La Banque d'Amérique a nommé Adam Dixon, un professionnel de plus de 20 ans au sein de l'entreprise, comme chef mondial de la transformation des actifs numériques, en lui confiant la responsabilité de diriger la stratégie crypto et de tokenisation de la deuxième plus grande banque américaine.
Points clés :
Une nouvelle crypto commande chez un géant de Wall Street
Il est nommé directeur mondial de la transformation des actifs numériques, avec pour mission de coordonner les initiatives crypto, de tokenisation et blockchain à travers les divisions de l'entreprise. Il a précédemment occupé le poste de directeur de la gestion des ressources financières mondiales, et son nouveau mandat regroupe les efforts à l'échelle de l'entreprise qui étaient dispersés entre les équipes trading, marchés et technologie de la banque.

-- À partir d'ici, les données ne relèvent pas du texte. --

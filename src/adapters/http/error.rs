//! Error responses for the HTTP API.
//!
//! Every failure is rendered as `{ "code", "message", "details"? }` with a
//! status picked from the error kind.

use axum::http::StatusCode;
use axum::response::{IntoResponse, Response};
use axum::Json;
use serde::{Deserialize, Serialize};

use crate::domain::checkout::{CheckoutError, PaymentErrorCode};
use crate::domain::foundation::ValidationError;

/// Standard error body.
#[derive(Debug, Clone, Serialize, Deserialize, PartialEq)]
pub struct ErrorResponse {
    /// Error code for programmatic handling.
    pub code: String,
    /// Human-readable error message.
    pub message: String,
    #[serde(skip_serializing_if = "Option::is_none")]
    pub details: Option<serde_json::Value>,
}

impl ErrorResponse {
    pub fn new(code: impl Into<String>, message: impl Into<String>) -> Self {
        Self {
            code: code.into(),
            message: message.into(),
            details: None,
        }
    }

    pub fn with_details(mut self, details: serde_json::Value) -> Self {
        self.details = Some(details);
        self
    }
}

/// API error type that converts checkout errors to HTTP responses.
#[derive(Debug)]
pub struct ApiError(pub CheckoutError);

impl From<CheckoutError> for ApiError {
    fn from(err: CheckoutError) -> Self {
        Self(err)
    }
}

impl From<ValidationError> for ApiError {
    fn from(err: ValidationError) -> Self {
        Self(CheckoutError::Validation(err))
    }
}

impl ApiError {
    pub fn status(&self) -> StatusCode {
        match &self.0 {
            CheckoutError::Validation(_)
            | CheckoutError::EmptyCart
            | CheckoutError::TooManyItems { .. }
            | CheckoutError::DuplicateProduct(_)
            | CheckoutError::TotalsMismatch { .. } => StatusCode::BAD_REQUEST,
            CheckoutError::ProductNotFound(_) | CheckoutError::OrderNotFound(_) => {
                StatusCode::NOT_FOUND
            }
            CheckoutError::ProductUnavailable(_)
            | CheckoutError::PriceChanged { .. }
            | CheckoutError::InsufficientStock { .. }
            | CheckoutError::InvalidTransition { .. } => StatusCode::CONFLICT,
            CheckoutError::Payment(err) => match err.code {
                code if code.is_card_error() => StatusCode::PAYMENT_REQUIRED,
                PaymentErrorCode::InvalidRequest | PaymentErrorCode::InvalidWebhook => {
                    StatusCode::BAD_REQUEST
                }
                _ => StatusCode::BAD_GATEWAY,
            },
            CheckoutError::Infrastructure(_) => StatusCode::INTERNAL_SERVER_ERROR,
        }
    }

    fn body(&self) -> ErrorResponse {
        let err = &self.0;
        let code = match err {
            CheckoutError::Payment(payment) if payment.code == PaymentErrorCode::InvalidWebhook => {
                "INVALID_WEBHOOK".to_string()
            }
            _ => err.code().to_string(),
        };
        // Internal details stay in the logs
        let message = match err {
            CheckoutError::Infrastructure(_) => "An internal error occurred".to_string(),
            _ => err.message(),
        };
        let response = ErrorResponse::new(code, message);

        match err {
            CheckoutError::Validation(validation) => match validation.field() {
                Some(field) => response.with_details(serde_json::json!({ "field": field })),
                None => response,
            },
            CheckoutError::TotalsMismatch {
                field,
                declared,
                computed,
            } => response.with_details(serde_json::json!({
                "field": field,
                "declared": declared,
                "computed": computed,
            })),
            CheckoutError::PriceChanged {
                product_id,
                cart_price,
                current_price,
            } => response.with_details(serde_json::json!({
                "productId": product_id.value(),
                "cartPrice": cart_price.to_decimal().to_string(),
                "currentPrice": current_price.to_decimal().to_string(),
            })),
            CheckoutError::InsufficientStock {
                product_id,
                requested,
                available,
            } => response.with_details(serde_json::json!({
                "productId": product_id.value(),
                "requested": requested,
                "available": available,
            })),
            CheckoutError::Payment(payment) => response.with_details(serde_json::json!({
                "paymentCode": payment.code.to_string(),
                "providerCode": payment.provider_code,
                "retryable": payment.retryable,
            })),
            _ => response,
        }
    }
}

impl IntoResponse for ApiError {
    fn into_response(self) -> Response {
        let status = self.status();
        if status.is_server_error() {
            tracing::error!(status = status.as_u16(), error = %self.0, "Request failed");
        } else {
            tracing::debug!(status = status.as_u16(), error = %self.0, "Request rejected");
        }
        (status, Json(self.body())).into_response()
    }
}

Les autres domaines clés d'attention incluent les actifs tokenisés, notamment les instruments traditionnels tels que les obligations et les fonds émis et réglés sur des infrastructures blockchain.

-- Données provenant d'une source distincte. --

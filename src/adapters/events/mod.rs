//! Event publishing adapters.
//!
//! - `InMemoryEventBus` - captures envelopes for tests and local runs
//! - `LoggingEventPublisher` - emits envelopes through `tracing`

mod in_memory;
mod logging;

pub use in_memory::InMemoryEventBus;
pub use logging::LoggingEventPublisher;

La banque signale depuis des années qu'elle entend s'engager dans le secteur dès que les règles le permettront. Lorsque l'unité de recherche mondiale de Bank of America a lancé une couverture crypto, elle a informé ses clients que les actifs numériques sont «too large to ignore», une phrase qui a depuis défini la position prudemment mais constamment adoptée par l'entreprise.
Du bureau de recherche à la stratégie opérationnelle
Jusqu'à présent, une grande partie de l'engagement public de la Banque d'Amérique avec le secteur s'est limitée à la recherche, ses analystes ayant publié un flux constant de notes sur les fonds négociés en bourse, les stablecoins et la tokenisation, et la banque a même suggéré des orientations préconisant une allocation crypto modeste de 1 % à 4 % pour certains portefeuilles clients.
De plus, le directeur général Brian Moynihan a répété à plusieurs reprises que la banque détient des centaines de brevets liés à la blockchain, mais ne peut pas entièrement se lancer dans le crypto tant que la réglementation américaine n'est pas claire. Nommer un responsable mondial de la transformation des actifs numériques suggère que la Banque d'Amérique pourrait percevoir suffisamment de marge réglementaire pour élaborer une stratégie opérationnelle, plutôt que de limiter le sujet aux bureaux de recherche.
La tokenisation, le processus consistant à représenter des actifs du monde réel tels que des trésoreries, des fonds du marché monétaire et des actions sous forme de jetons numériques sur une blockchain, a constitué une voie d'entrée claire pour les grandes banques dans cet espace, leur permettant d'accéder à un règlement plus rapide et à des transferts 24/7.
Le moment est important
La nomination intervient alors que les législateurs américains avancent des règles plus claires pour les actifs numériques et que des institutions concurrentes développent des unités dédiées crypto. Des gestionnaires d’actifs tels que Blackrock ont lancé sur le marché des produits monétaires tokenisés, tandis que des banques comme JPMorgan et Citi ont mené des pilotes de dépôts et de règlements tokenisés.
La nomination à Londres est également notable, car la ville reste un centre pour les opérations mondiales de marché de la banque, et une base à Londres permet à Dixon de collaborer avec les fuseaux horaires européen et asiatique, où l'émission de obligations et de fonds tokenisés a connu une adoption précoce.
Pour l'instant, la banque a présenté cette mesure comme une réorganisation structurelle, incluant la consolidation des équipes, des brevets et des projets pilotes sous une chaîne de commandement claire. La partie plus difficile consiste à transformer ce mandat en produits que les clients peuvent réellement utiliser.